- _Supplied material_:
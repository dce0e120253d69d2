//! Deserialization types for the remote inspection API.
//!
//! Every field the remote may omit is an `Option`; boolean-ish values arrive
//! as 0/1 integers and are kept that way until mapped into the mirror.

use serde::{Deserialize, Serialize};
use serde_json::{Map, Value};

/// One page of the paginated file listing.
#[derive(Debug, Clone, Deserialize)]
pub struct FileListPage {
    #[serde(default)]
    pub total: Option<u64>,
    #[serde(default = "default_last_page")]
    pub last_page: u32,
    #[serde(default)]
    pub current_page: Option<u32>,
    #[serde(default)]
    pub data: Vec<FileSummary>,
}

fn default_last_page() -> u32 {
    1
}

#[derive(Debug, Clone, Deserialize)]
pub struct FileSummary {
    pub id: i64,
    #[serde(default)]
    pub scan_code: Option<String>,
    #[serde(default)]
    pub scan_code_format: Option<String>,
    #[serde(default)]
    pub closed: Option<i64>,
    #[serde(default)]
    pub created_at: Option<String>,
    #[serde(default)]
    pub updated_at: Option<String>,
    #[serde(default)]
    pub recent_snap_id: Option<i64>,
    #[serde(default)]
    pub snap_count: Option<i64>,
    #[serde(default)]
    pub snap_count_with_damage: Option<i64>,
}

/// Full detail payload for one file: the summary fields plus every nested
/// collection the mirror tracks.
#[derive(Debug, Clone, Deserialize)]
pub struct FileDetail {
    #[serde(flatten)]
    pub summary: FileSummary,
    #[serde(default)]
    pub uploads: Vec<UploadPayload>,
    #[serde(default)]
    pub locations: Vec<LocationPayload>,
    #[serde(default)]
    pub fields: Vec<FieldPayload>,
    #[serde(default)]
    pub form_submits: Vec<FormSubmitPayload>,
    #[serde(default)]
    pub workflow_runs: Vec<WorkflowRunPayload>,
}

#[derive(Debug, Clone, Deserialize)]
pub struct UploadPayload {
    pub id: i64,
    #[serde(default)]
    pub tenant_id: Option<i64>,
    #[serde(default)]
    pub device_id: Option<i64>,
    #[serde(default)]
    pub device_nick: Option<String>,
    #[serde(default)]
    pub upload_type: Option<String>,
    #[serde(default)]
    pub created_at: Option<String>,
    #[serde(default)]
    pub scan_date_time: Option<String>,
    #[serde(default)]
    pub longitude: Option<String>,
    #[serde(default)]
    pub latitude: Option<String>,
    #[serde(default)]
    pub geocoding: Option<Value>,
    #[serde(default)]
    pub has_damage: Option<i64>,
    #[serde(default)]
    pub damage_type_id: Option<i64>,
    #[serde(default)]
    pub damage_type_desc: Option<String>,
    #[serde(default)]
    pub comment: Option<String>,
    #[serde(default)]
    pub document_type_id: Option<i64>,
    #[serde(default)]
    pub document_type_desc: Option<String>,
    #[serde(default)]
    pub workflow_id: Option<i64>,
    #[serde(default)]
    pub workflow_step_id: Option<i64>,
    #[serde(default)]
    pub workflow_description: Option<String>,
    #[serde(default)]
    pub workflow_step_description: Option<String>,
    #[serde(default)]
    pub image_url: Option<String>,
    #[serde(default)]
    pub image_thumb: Option<String>,
}

#[derive(Debug, Clone, Deserialize)]
pub struct LocationPayload {
    #[serde(default)]
    pub id: Option<i64>,
    #[serde(default)]
    pub location: Option<String>,
}

/// Custom fields carry no stable remote key; the full object is kept so the
/// mirror can store it opaquely alongside the extracted name/value pair.
#[derive(Debug, Clone, Serialize, Deserialize)]
pub struct FieldPayload {
    #[serde(default)]
    pub name: Option<String>,
    #[serde(default)]
    pub value: Option<String>,
    #[serde(flatten)]
    pub extra: Map<String, Value>,
}

#[derive(Debug, Clone, Serialize, Deserialize)]
pub struct FormSubmitPayload {
    #[serde(default)]
    pub id: Option<i64>,
    #[serde(flatten)]
    pub extra: Map<String, Value>,
}

#[derive(Debug, Clone, Deserialize)]
pub struct WorkflowRunPayload {
    pub id: i64,
    #[serde(default)]
    pub client_key: Option<String>,
    #[serde(default)]
    pub tenant_id: Option<i64>,
    #[serde(default)]
    pub submit_date_time: Option<String>,
    #[serde(default)]
    pub created_at: Option<String>,
    #[serde(default)]
    pub updated_at: Option<String>,
    #[serde(default)]
    pub completed_at: Option<String>,
    #[serde(default)]
    pub started_on_device_at: Option<String>,
    #[serde(default)]
    pub finished_on_device_at: Option<String>,
    #[serde(default)]
    pub workflow: Option<WorkflowPayload>,
    #[serde(default)]
    pub workflow_run_steps: Vec<WorkflowRunStepPayload>,
}

#[derive(Debug, Clone, Deserialize)]
pub struct WorkflowPayload {
    pub id: i64,
    #[serde(default)]
    pub tenant_id: Option<i64>,
    #[serde(default)]
    pub name: Option<String>,
    #[serde(rename = "type", default)]
    pub workflow_type: Option<String>,
    #[serde(default)]
    pub force: Option<i64>,
    #[serde(default)]
    pub language: Option<String>,
    #[serde(default)]
    pub location_filter: Option<String>,
    #[serde(default)]
    pub close_file_after_completion: Option<i64>,
    #[serde(default)]
    pub clear_app_after_completion: Option<i64>,
    #[serde(rename = "order", default)]
    pub sort_order: Option<i64>,
    #[serde(default)]
    pub info_url: Option<String>,
    #[serde(default)]
    pub created_at: Option<String>,
    #[serde(default)]
    pub updated_at: Option<String>,
    #[serde(default)]
    pub steps: Vec<WorkflowStepPayload>,
}

#[derive(Debug, Clone, Deserialize)]
pub struct WorkflowStepPayload {
    pub id: i64,
    #[serde(default)]
    pub tenant_id: Option<i64>,
    #[serde(rename = "order", default)]
    pub sort_order: Option<i64>,
    #[serde(default)]
    pub description: Option<String>,
    #[serde(rename = "type", default)]
    pub step_type: Option<String>,
    #[serde(default)]
    pub allow_skip: Option<i64>,
    #[serde(default)]
    pub platform_description: Option<String>,
    #[serde(default)]
    pub data: Option<Value>,
    #[serde(default)]
    pub info_url: Option<String>,
}

#[derive(Debug, Clone, Deserialize)]
pub struct WorkflowRunStepPayload {
    pub id: i64,
    #[serde(default)]
    pub workflow_step_id: Option<i64>,
    #[serde(default)]
    pub entity_type: Option<String>,
    #[serde(default)]
    pub status: Option<String>,
    #[serde(default)]
    pub entity_ids: Option<Value>,
    #[serde(default)]
    pub device_id: Option<i64>,
    #[serde(default)]
    pub tenant_id: Option<i64>,
    #[serde(default)]
    pub submit_date_time: Option<String>,
    #[serde(default)]
    pub created_at: Option<String>,
    #[serde(default)]
    pub updated_at: Option<String>,
}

- _Try it_: From the material above, copy every line where the word "WorkflowStepPayload" is found.

- _Task response_:
    pub steps: Vec<WorkflowStepPayload>,
pub struct WorkflowStepPayload {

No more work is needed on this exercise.